Die Fünferbande: Die viereinhalb Präsidenten der EU
Der nationale und internationale Sozialismus hat die Konfrontation mit der Realität, wie sie außerhalb seiner politischen Wahnvorstellungen („Theorien“; „Ideale“; etc.) existiert, lediglich in geografischen Enklaven überlebt, die sich dem Primat der Wirklichkeit entziehen und ihren „politischen“ Wahn über die sich wandelnden Zeiten retten konnten. Nein, Freiburg im Breisgau ist diesmal nicht gemeint, liebe Grüne, sondern die jüngst mit der Aufnahme diplomatischer Beziehungen zu Mr.
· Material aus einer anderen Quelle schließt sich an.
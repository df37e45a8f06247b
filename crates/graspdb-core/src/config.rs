//! Service configuration: a JSON file overlaid with `GRASPDB_*` environment
//! variables.

use std::path::{Path, PathBuf};

use serde::{Deserialize, Serialize};

use crate::errors::{GraspDbError, GraspDbResult};
use crate::grasp::filter::FilterPolicy;
use crate::grasp::guards::{
    DEFAULT_BUSY_TIMEOUT_MS, DEFAULT_PROFILE_CACHE_ENTRIES, DEFAULT_PRUNE_GRIPPER_OPENING,
    DEFAULT_PRUNE_TABLE_CLEARANCE, DEFAULT_QUALITY_EXCLUSION_THRESHOLD,
};

pub const ENV_DATABASE_PATH: &str = "GRASPDB_DATABASE_PATH";
pub const ENV_HAND_DESCRIPTION: &str = "GRASPDB_HAND_DESCRIPTION";
pub const ENV_FILTER_MODE: &str = "GRASPDB_FILTER_MODE";
pub const ENV_BUSY_TIMEOUT_MS: &str = "GRASPDB_BUSY_TIMEOUT_MS";

/// Expand a leading `~` to the user's home directory.
pub fn expand_tilde(path: &str) -> PathBuf {
    if path == "~" || path.starts_with("~/") {
        if let Some(home) = std::env::var_os("HOME") {
            let mut expanded = PathBuf::from(home);
            if path.len() > 2 {
                expanded.push(&path[2..]);
            }
            return expanded;
        }
    }
    PathBuf::from(path)
}

#[derive(Debug, Clone, Copy, PartialEq, Eq, Default, Serialize, Deserialize)]
#[serde(rename_all = "snake_case")]
pub enum FilterMode {
    #[default]
    QualityCutoff,
    GripperAndClearance,
}

impl FilterMode {
    pub fn parse(value: &str) -> GraspDbResult<Self> {
        match value.trim().to_lowercase().replace('-', "_").as_str() {
            "quality_cutoff" | "quality" => Ok(FilterMode::QualityCutoff),
            "gripper_and_clearance" | "gripper" => Ok(FilterMode::GripperAndClearance),
            other => Err(GraspDbError::Config(format!(
                "unknown filter mode '{other}'"
            ))),
        }
    }
}

#[derive(Debug, Clone, PartialEq, Serialize, Deserialize)]
#[serde(default)]
pub struct ServiceConfig {
    /// Catalog location.  `None` starts the service without a catalog.
    pub database_path: Option<PathBuf>,
    pub busy_timeout_ms: u64,
    pub hand_description_path: Option<PathBuf>,
    pub prune_gripper_opening: f64,
    /// Metres.  Negative disables the clearance test.
    pub prune_table_clearance: f64,
    pub filter_mode: FilterMode,
    pub quality_exclusion_threshold: f64,
    pub profile_cache_entries: usize,
}

impl Default for ServiceConfig {
    fn default() -> Self {
        Self {
            database_path: None,
            busy_timeout_ms: DEFAULT_BUSY_TIMEOUT_MS,
            hand_description_path: None,
            prune_gripper_opening: DEFAULT_PRUNE_GRIPPER_OPENING,
            prune_table_clearance: DEFAULT_PRUNE_TABLE_CLEARANCE,
            filter_mode: FilterMode::default(),
            quality_exclusion_threshold: DEFAULT_QUALITY_EXCLUSION_THRESHOLD,
            profile_cache_entries: DEFAULT_PROFILE_CACHE_ENTRIES,
        }
    }
}

impl ServiceConfig {
    pub fn from_json_str(text: &str) -> GraspDbResult<Self> {
        Ok(serde_json::from_str(text)?)
    }

    pub fn from_file(path: &Path) -> GraspDbResult<Self> {
        let resolved = expand_tilde(&path.to_string_lossy());
        let text = std::fs::read_to_string(&resolved).map_err(|e| {
            GraspDbError::Config(format!(
                "cannot read service config {}: {e}",
                resolved.display()
            ))
        })?;
        Self::from_json_str(&text)
    }

    /// Defaults overlaid with the process environment.
    pub fn from_env() -> GraspDbResult<Self> {
        let mut config = Self::default();
        config.apply_env()?;
        Ok(config)
    }

    /// Load `path` (when given), then let the environment override it.
    pub fn load(path: Option<&Path>) -> GraspDbResult<Self> {
        let mut config = match path {
            Some(path) => Self::from_file(path)?,
            None => Self::default(),
        };
        config.apply_env()?;
        Ok(config)
    }

    pub fn apply_env(&mut self) -> GraspDbResult<()> {
        self.apply_overrides(|key| std::env::var(key).ok())
    }

    /// Apply overrides from `lookup`, keyed by the `GRASPDB_*` names.
    /// Blank values are ignored.
    pub fn apply_overrides<F>(&mut self, lookup: F) -> GraspDbResult<()>
    where
        F: Fn(&str) -> Option<String>,
    {
        let get = |key: &str| lookup(key).filter(|v| !v.trim().is_empty());

        if let Some(path) = get(ENV_DATABASE_PATH) {
            self.database_path = Some(expand_tilde(path.trim()));
        }
        if let Some(path) = get(ENV_HAND_DESCRIPTION) {
            self.hand_description_path = Some(expand_tilde(path.trim()));
        }
        if let Some(mode) = get(ENV_FILTER_MODE) {
            self.filter_mode = FilterMode::parse(&mode)?;
        }
        if let Some(timeout) = get(ENV_BUSY_TIMEOUT_MS) {
            self.busy_timeout_ms = timeout.trim().parse::<u64>().map_err(|_| {
                GraspDbError::Config(format!(
                    "{ENV_BUSY_TIMEOUT_MS} must be a non-negative integer, got '{timeout}'"
                ))
            })?;
        }
        Ok(())
    }

    pub fn filter_policy(&self) -> FilterPolicy {
        match self.filter_mode {
            FilterMode::QualityCutoff => FilterPolicy::QualityCutoff {
                exclusion_threshold: self.quality_exclusion_threshold,
            },
            FilterMode::GripperAndClearance => FilterPolicy::GripperAndClearance {
                gripper_opening: self.prune_gripper_opening,
                table_clearance: self.prune_table_clearance,
            },
        }
    }

    pub fn busy_timeout(&self) -> std::time::Duration {
        std::time::Duration::from_millis(self.busy_timeout_ms)
    }
}
//! Transform lookup between named coordinate frames.
//!
//! `TransformProvider` is the seam the grasp pipeline consumes.  `FrameTree`
//! is a static in-memory implementation: every frame has at most one parent
//! and stores its pose relative to that parent.

use std::collections::{HashMap, HashSet};

use parking_lot::RwLock;
use serde::{Deserialize, Serialize};

use crate::errors::FrameError;
use crate::frames::pose::Pose;

/// Point in time a transform is requested for.
#[derive(Debug, Clone, Copy, PartialEq, Default, Serialize, Deserialize)]
pub enum LookupTime {
    /// Most recent transform available.
    #[default]
    Latest,
    /// Seconds since the epoch of the producing clock.
    At(f64),
}

/// Capability to look up the transform between two named frames.
///
/// The returned pose maps coordinates expressed in `source_frame` into
/// `target_frame`, i.e. it is the pose of `source_frame` seen from
/// `target_frame`.  Implementations own any waiting/timeout behaviour.
pub trait TransformProvider: Send + Sync {
    fn lookup_transform(
        &self,
        target_frame: &str,
        source_frame: &str,
        at: LookupTime,
    ) -> Result<Pose, FrameError>;
}

/// One parent link of the tree, as loaded from configuration.
#[derive(Debug, Clone, PartialEq, Serialize, Deserialize)]
pub struct FrameLink {
    pub parent: String,
    pub child: String,
    pub pose: Pose,
}

/// Static transform tree.  Transforms never expire, so every `LookupTime`
/// resolves to the same answer.
#[derive(Debug, Default)]
pub struct FrameTree {
    /// child -> (parent, pose of child in parent)
    links: RwLock<HashMap<String, (String, Pose)>>,
}

impl FrameTree {
    pub fn new() -> Self {
        Self::default()
    }

    /// Build a tree from a list of links, rejecting cycles.
    pub fn from_links(links: &[FrameLink]) -> Result<Self, FrameError> {
        let tree = Self::new();
        for link in links {
            tree.set_transform(&link.parent, &link.child, link.pose)?;
        }
        Ok(tree)
    }

    /// Insert or re-parent `child` under `parent`.
    pub fn set_transform(&self, parent: &str, child: &str, pose: Pose) -> Result<(), FrameError> {
        let mut links = self.links.write();
        if parent == child {
            return Err(FrameError::Cycle {
                parent: parent.to_string(),
                child: child.to_string(),
            });
        }
        // Walking up from the new parent must not reach the child.
        {
            let mut cursor = parent;
            let mut seen: HashSet<&str> = HashSet::new();
            while let Some((next, _)) = links.get(cursor) {
                if next == child || !seen.insert(cursor) {
                    return Err(FrameError::Cycle {
                        parent: parent.to_string(),
                        child: child.to_string(),
                    });
                }
                cursor = next.as_str();
            }
        }
        links.insert(child.to_string(), (parent.to_string(), pose));
        Ok(())
    }

    pub fn remove_frame(&self, child: &str) -> bool {
        self.links.write().remove(child).is_some()
    }

    pub fn has_frame(&self, frame: &str) -> bool {
        let links = self.links.read();
        links.contains_key(frame) || links.values().any(|(parent, _)| parent == frame)
    }

    pub fn frame_count(&self) -> usize {
        let links = self.links.read();
        let mut frames: HashSet<&str> = links.keys().map(String::as_str).collect();
        frames.extend(links.values().map(|(parent, _)| parent.as_str()));
        frames.len()
    }

    /// Returns the root of `frame` and the pose of `frame` in that root.
    fn chain_to_root(
        links: &HashMap<String, (String, Pose)>,
        frame: &str,
    ) -> (String, Pose) {
        let mut accumulated = Pose::identity();
        let mut cursor = frame.to_string();
        while let Some((parent, pose)) = links.get(&cursor) {
            accumulated = pose.multiply(&accumulated);
            cursor = parent.clone();
        }
        (cursor, accumulated)
    }
}

impl TransformProvider for FrameTree {
    fn lookup_transform(
        &self,
        target_frame: &str,
        source_frame: &str,
        _at: LookupTime,
    ) -> Result<Pose, FrameError> {
        if target_frame == source_frame {
            return Ok(Pose::identity());
        }
        for frame in [target_frame, source_frame] {
            if !self.has_frame(frame) {
                return Err(FrameError::UnknownFrame(frame.to_string()));
            }
        }

        let links = self.links.read();
        let (target_root, root_from_target) = Self::chain_to_root(&links, target_frame);
        let (source_root, root_from_source) = Self::chain_to_root(&links, source_frame);
        if target_root != source_root {
            return Err(FrameError::Unavailable {
                target_frame: target_frame.to_string(),
                source_frame: source_frame.to_string(),
            });
        }
        Ok(root_from_target.inverse().multiply(&root_from_source))
    }
}

#[cfg(test)]
mod tests {
    use super::*;

    fn sample_tree() -> FrameTree {
        FrameTree::from_links(&[
            FrameLink {
                parent: "base_link".into(),
                child: "torso".into(),
                pose: Pose::from_translation(0.0, 0.0, 1.0),
            },
            FrameLink {
                parent: "torso".into(),
                child: "head_camera".into(),
                pose: Pose::from_translation(0.1, 0.0, 0.5),
            },
            FrameLink {
                parent: "base_link".into(),
                child: "table".into(),
                pose: Pose::from_translation(1.0, 0.0, 0.7),
            },
        ])
        .unwrap()
    }

    #[test]
    fn test_same_frame_is_identity() {
        let tree = FrameTree::new();
        let t = tree
            .lookup_transform("anything", "anything", LookupTime::Latest)
            .unwrap();
        assert_eq!(t, Pose::identity());
    }

    #[test]
    fn test_lookup_along_chain() {
        let tree = sample_tree();
        let t = tree
            .lookup_transform("base_link", "head_camera", LookupTime::Latest)
            .unwrap();
        assert!(t.approx_eq(&Pose::from_translation(0.1, 0.0, 1.5), 1e-9));
    }

    #[test]
    fn test_lookup_across_branches() {
        let tree = sample_tree();
        let t = tree
            .lookup_transform("table", "head_camera", LookupTime::At(12.0))
            .unwrap();
        assert!(t.approx_eq(&Pose::from_translation(-0.9, 0.0, 0.8), 1e-9));
        let back = tree
            .lookup_transform("head_camera", "table", LookupTime::Latest)
            .unwrap();
        assert!(t.multiply(&back).approx_eq(&Pose::identity(), 1e-9));
    }

    #[test]
    fn test_unknown_frame() {
        let tree = sample_tree();
        let err = tree
            .lookup_transform("base_link", "gripper", LookupTime::Latest)
            .unwrap_err();
        assert_eq!(err, FrameError::UnknownFrame("gripper".into()));
    }

    #[test]
    fn test_disconnected_trees_are_unavailable() {
        let tree = sample_tree();
        tree.set_transform("map", "odom", Pose::identity()).unwrap();
        let err = tree
            .lookup_transform("map", "torso", LookupTime::Latest)
            .unwrap_err();
        assert!(matches!(err, FrameError::Unavailable { .. }));
    }

    #[test]
    fn test_cycle_rejected() {
        let tree = sample_tree();
        let err = tree
            .set_transform("head_camera", "base_link", Pose::identity())
            .unwrap_err();
        assert!(matches!(err, FrameError::Cycle { .. }));
        assert!(tree
            .set_transform("torso", "torso", Pose::identity())
            .is_err());
    }

    #[test]
    fn test_frame_bookkeeping() {
        let tree = sample_tree();
        assert_eq!(tree.frame_count(), 4);
        assert!(tree.has_frame("base_link"));
        assert!(tree.remove_frame("table"));
        assert!(!tree.has_frame("table"));
    }
}
//! graspdb core library: the household objects database and its grasp
//! resolution pipeline.
//!
//! Stored grasps are looked up for a recognised object, pruned, mapped onto
//! the physical hand of the requesting arm and expressed in the caller's
//! reference frame.  With the `python` feature the crate also builds the
//! `_graspdb_core` extension module.

pub mod config;
pub mod errors;
pub mod frames;
pub mod grasp;
pub mod hand;
pub mod models;
pub mod service;
pub mod store;

#[cfg(feature = "python")]
pub mod python;

pub use errors::{GraspDbError, GraspDbResult, ResolveError};
pub use grasp::planner::{GraspCatalog, GraspPlanner};
pub use service::GraspDatabaseService;

// ---------------------------------------------------------------------------
// Top-level Python module: _graspdb_core
// ---------------------------------------------------------------------------

#[cfg(feature = "python")]
#[pyo3::pymodule]
fn _graspdb_core(m: &pyo3::Bound<'_, pyo3::types::PyModule>) -> pyo3::PyResult<()> {
    python::register(m)
}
Obama geadelte VR Cuba sowie das Klima- und Arbeiter-Paradies Nord-Korea, dieses Immergrau des realexistierenden Sozialismus.
Dort gedeiht die „wissenschaftliche Weltanschauung“ noch immer in der vollen Pracht ihrer Sumpfblüte. Indes scheint „Europa“ diesen Vorbildern folgen zu wollen. Denn während weltweit multinationale Freihandelszonen florieren, erstickt die EU an ihrem eigenen Gewicht: Nafta, Mercosur, Asean boomen und kommen jeweils mit einem absoluten Minimum an behördlichen Funktionen aus. Das Einzige, was in der Brüsseler Beamtendiktatur boomt, ist jenes geradezu byzantinische Bürokratiemonster, das die Selbstregulation des Marktes tötet.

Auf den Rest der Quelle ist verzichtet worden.